### INFORMATION SHOWN ###

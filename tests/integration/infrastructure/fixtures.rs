// ABOUTME: Test fixtures for integration tests
// ABOUTME: Provides predefined test data and argument builders for MCP tools
//
// SPDX-License-Identifier: MIT OR Apache-2.0
// Copyright (c) 2025 Pierre Fitness Intelligence

use serde::{Deserialize, Serialize};
use serde_json::{json, Value};

/// Collection of test fixtures for integration tests
pub struct TestFixtures;

impl TestFixtures {
    // ========================================================================
    // Provider Constants
    // ========================================================================

    /// Synthetic provider name
    pub const PROVIDER_SYNTHETIC: &'static str = "synthetic";

    /// Synthetic sleep provider name
    pub const PROVIDER_SYNTHETIC_SLEEP: &'static str = "synthetic_sleep";

    // ========================================================================
    // Default Test Seeds
    // ========================================================================

    /// Default seed for reproducible tests
    pub const DEFAULT_SEED: u64 = 12345;

    /// Alternative seed for comparison tests
    pub const ALT_SEED: u64 = 67890;

    // ========================================================================
    // Tool Argument Builders
    // ========================================================================

    /// Build arguments for get_activities tool
    pub fn get_activities_args(provider: &str, limit: Option<u32>) -> Value {
        let mut args = json!({ "provider": provider });
        if let Some(l) = limit {
            args["limit"] = json!(l);
        }
        args
    }

    /// Build arguments for get_connection_status tool
    pub fn connection_status_args(provider: &str) -> Value {
        json!({ "provider": provider })
    }

    /// Build arguments for analyze_training_load tool
    pub fn training_load_args(days: u32) -> Value {
        json!({ "days": days })
    }

    /// Build arguments for calculate_fitness_score tool
    pub fn fitness_score_args() -> Value {
        json!({})
    }

    /// Build arguments for generate_recommendations tool
    pub fn recommendations_args() -> Value {
        json!({})
    }

    /// Build arguments for set_goal tool
    pub fn set_goal_args(
        goal_type: &str,
        target_value: f64,
        target_unit: &str,
        deadline_days: u32,
    ) -> Value {
        json!({
            "goal_type": goal_type,
            "target_value": target_value,
            "target_unit": target_unit,
            "deadline_days": deadline_days
        })
    }

    /// Build arguments for track_progress tool
    pub fn track_progress_args(goal_id: &str) -> Value {
        json!({ "goal_id": goal_id })
    }

    /// Build arguments for analyze_sleep_quality tool
    pub fn sleep_quality_args(days: u32) -> Value {
        json!({ "days": days })
    }

    /// Build arguments for calculate_recovery_score tool
    pub fn recovery_score_args() -> Value {
        json!({})
    }

    /// Build arguments for calculate_daily_nutrition tool
    pub fn daily_nutrition_args(activity_level: &str, goal: &str) -> Value {
        json!({
            "activity_level": activity_level,
            "goal": goal
        })
    }

    /// Build arguments for search_food tool
    pub fn search_food_args(query: &str, limit: Option<u32>) -> Value {
        let mut args = json!({ "query": query });
        if let Some(l) = limit {
            args["limit"] = json!(l);
        }
        args
    }

    /// Build arguments for get_fitness_config tool
    pub fn fitness_config_args(config_type: &str) -> Value {
        json!({ "config_type": config_type })
    }

    /// Build arguments for save_recipe tool
    pub fn save_recipe_args(name: &str, ingredients: Vec<RecipeIngredient>) -> Value {
        json!({
            "name": name,
            "ingredients": ingredients
        })
    }

    /// Build arguments for list_recipes tool
    pub fn list_recipes_args(limit: Option<u32>) -> Value {
        let mut args = json!({});
        if let Some(l) = limit {
            args["limit"] = json!(l);
        }
        args
    }
}

/// Recipe ingredient for save_recipe
#[derive(Debug, Clone, Serialize, Deserialize)]
pub struct RecipeIngredient {
    pub name: String,
    pub amount: f64,
    pub unit: String,
}

impl RecipeIngredient {
    pub fn new(name: &str, amount: f64, unit: &str) -> Self {
        Self {
            name: name.to_owned(),
            amount,
            unit: unit.to_owned(),
        }
    }
}

// ============================================================================
// Expected Response Types (for deserializing tool results)
// ============================================================================

/// Activity from get_activities response
#[derive(Debug, Clone, Deserialize)]
pub struct ActivityResponse {
    pub id: String,
    pub name: String,
    pub sport_type: String,
    #[serde(default)]
    pub distance_meters: Option<f64>,
    #[serde(default)]
    pub duration_seconds: Option<u64>,
}

/// Activities list response
#[derive(Debug, Clone, Deserialize)]
pub struct ActivitiesListResponse {
    pub activities: Vec<ActivityResponse>,
    #[serde(default)]
    pub total: Option<u32>,
}

/// Connection status response
#[derive(Debug, Clone, Deserialize)]
pub struct ConnectionStatusResponse {
    pub provider: String,
    pub connected: bool,
    #[serde(default)]
    pub athlete_id: Option<String>,
    #[serde(default)]
    pub scopes: Option<Vec<String>>,
}

/// Training load response
#[derive(Debug, Clone, Deserialize)]
pub struct TrainingLoadResponse {
    #[serde(default)]
    pub acute_load: Option<f64>,
    #[serde(default)]
    pub chronic_load: Option<f64>,
    #[serde(default)]
    pub training_status: Option<String>,
}

/// Fitness score response
#[derive(Debug, Clone, Deserialize)]
pub struct FitnessScoreResponse {
    pub score: u32,
    #[serde(default)]
    pub components: Option<Value>,
}

/// Goal response
#[derive(Debug, Clone, Deserialize)]
pub struct GoalResponse {
    pub id: String,
    pub goal_type: String,
    pub target_value: f64,
    #[serde(default)]
    pub current_value: Option<f64>,
    #[serde(default)]
    pub progress_percentage: Option<f64>,
}

/// Sleep quality response
#[derive(Debug, Clone, Deserialize)]
pub struct SleepQualityResponse {
    #[serde(default)]
    pub average_score: Option<f64>,
    #[serde(default)]
    pub average_duration_hours: Option<f64>,
    #[serde(default)]
    pub trend: Option<String>,
}

/// Recovery score response
#[derive(Debug, Clone, Deserialize)]
pub struct RecoveryScoreResponse {
    pub score: u32,
    #[serde(default)]
    pub readiness: Option<String>,
    #[serde(default)]
    pub recommendations: Option<Vec<String>>,
}

/// Recommendation item
#[derive(Debug, Clone, Deserialize)]
pub struct RecommendationItem {
    #[serde(default)]
    pub category: Option<String>,
    pub recommendation: String,
    #[serde(default)]
    pub priority: Option<String>,
}

/// Recommendations response
#[derive(Debug, Clone, Deserialize)]
pub struct RecommendationsResponse {
    pub recommendations: Vec<RecommendationItem>,
}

###

◆ **DESCRIPTION OF THE TASK**:
Filter the entries above down to the lines that contain the word "RecommendationItem".

◆ **RESULT OF THE TASK**:
pub struct RecommendationItem {
    pub recommendations: Vec<RecommendationItem>,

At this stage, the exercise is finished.